MANAMA: The Central Bank of Bahrain (CBB) has announced it is partnering with the Financial Conduct Authority (FCA) and 11 other organisations for the creation of the Global Financial Innovation Network (GFIN).
The move builds on the FCA’s proposal in February this year to create a “global sandbox”.
The network will seek to provide a more efficient way for innovative firms to interact with regulators, helping them navigate between countries as they look to scale new ideas.
It will also create a new framework for co-operation between financial services regulators on innovation related topics, sharing different experiences and approaches.
The collaborative effort, involving regulators from around the world, is also now launching a consultation on the role the GFIN should play in delivering its objectives, including the tools it will use.
The consultation sets out the three main functions of the GFIN:
– act as a network of regulators to collaborate and share experience of innovation in respective markets, including emerging technologies and business models;
– provide a forum for joint policy work and discussions; and
– provide firms with an environment in which to trial cross-border solutions.
As part of the consultation, the group is seeking views on the mission statement for the GFIN, its proposed functions, and where it should prioritise activity.
The group is also keen to hear from other interested regulators or related organisations who wish to get involved.
CBB Governor Rasheed Al Maraj said the CBB’s participation in the GFIN reinforces the strategy to encourage innovation in the financial services industry by developing the appropriate regulatory framework in line with international best standards, and by fostering a supportive ecosystem.
According to Mr Al Maraj the ultimate aim is to create a more efficient financial services sector to solidify Bahrain’s position as a leading financial hub in the region.
He praised the successful experience of the CBB with its own regulatory sandbox since its launch in mid-2017, which attracted many companies that are involved in testing innovative financial solutions.
He also added, “through its participation in GFIN, the CBB will seek to enhance co-operation with leading global financial centres to drive economic growth.”
Fifty responses were received to the earlier paper and were positive about the idea of regulators collaborating on this topic.
Key themes to emerge in the feedback were:
Regulatory co-operation: Respondents were supportive of the idea of the initiative providing a setting for regulators to collaborate on common challenges or policy questions firms face in different jurisdictions;
Speed to market: Respondents cited one of the main advantages for the global sandbox could be reducing the time it takes to bring ideas to new international markets;
Governance: Feedback highlighted the importance of the project being transparent and fair to those potential firms wishing to apply for cross-border testing;
Emerging technologies/business models: A wide range of topics and subject matters were highlighted in the feedback, particularly those with notable cross-border application.
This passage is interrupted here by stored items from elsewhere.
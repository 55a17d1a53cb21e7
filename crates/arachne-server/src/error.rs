use axum::http::StatusCode;
use axum::response::{IntoResponse, Response};

use arachne_core::error::AppError;

use crate::dto::ErrorResponse;

/// Wrapper so we can implement `IntoResponse` for `AppError`.
pub struct ApiError(pub AppError);

impl From<AppError> for ApiError {
    fn from(err: AppError) -> Self {
        Self(err)
    }
}

impl IntoResponse for ApiError {
    fn into_response(self) -> Response {
        let (status, error_type) = match &self.0 {
            AppError::ConfigError(_) => (StatusCode::BAD_REQUEST, "validation_error"),
            AppError::SerializationError(_) => (StatusCode::BAD_REQUEST, "serialization_error"),
            AppError::InvalidState(_) => (StatusCode::CONFLICT, "invalid_state"),
            AppError::AckTimeout { .. } => (StatusCode::GATEWAY_TIMEOUT, "ack_timeout"),
            AppError::BrokerError(_) => (StatusCode::SERVICE_UNAVAILABLE, "broker_error"),
            _ => (StatusCode::INTERNAL_SERVER_ERROR, "internal_error"),
        };

        if status.is_server_error() {
            tracing::error!(error = %self.0, "Request failed");
        }

        let body = ErrorResponse {
            error: error_type.to_string(),
            message: self.0.to_string(),
        };

        (status, axum::Json(body)).into_response()
    }
}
Among issues highlighted were artificial intelligence, distributed ledger technology, data protection, regulation of securities and initial coin offerings, know your customer and anti-money laundering.
The CBB is asking for feedback on the consultation questions by October 14, 2018, whereby, the consultation paper shall be available on the CBB website (www.cbb.gov.bh) under the “open consultations” section.
The FCA is a financial regulatory body in the UK, but operates independently of the UK government, and is financed by charging fees to members of the financial services industry.
Besides FCA and the CBB, the other organisations involved in the GFIN are: Abu Dhabi Global Markets; Autorité des marchés financiers (Québec); Australian Securities & Investments Commission; US Consumer Financial Protection Bureau; Dubai Financial Services Authority; Guernsey Financial Services Commission; Hong Kong Monetary Authority; Monetary Authority of Singapore; Ontario Securities Commission; and Consultative Group to Assist the Poor.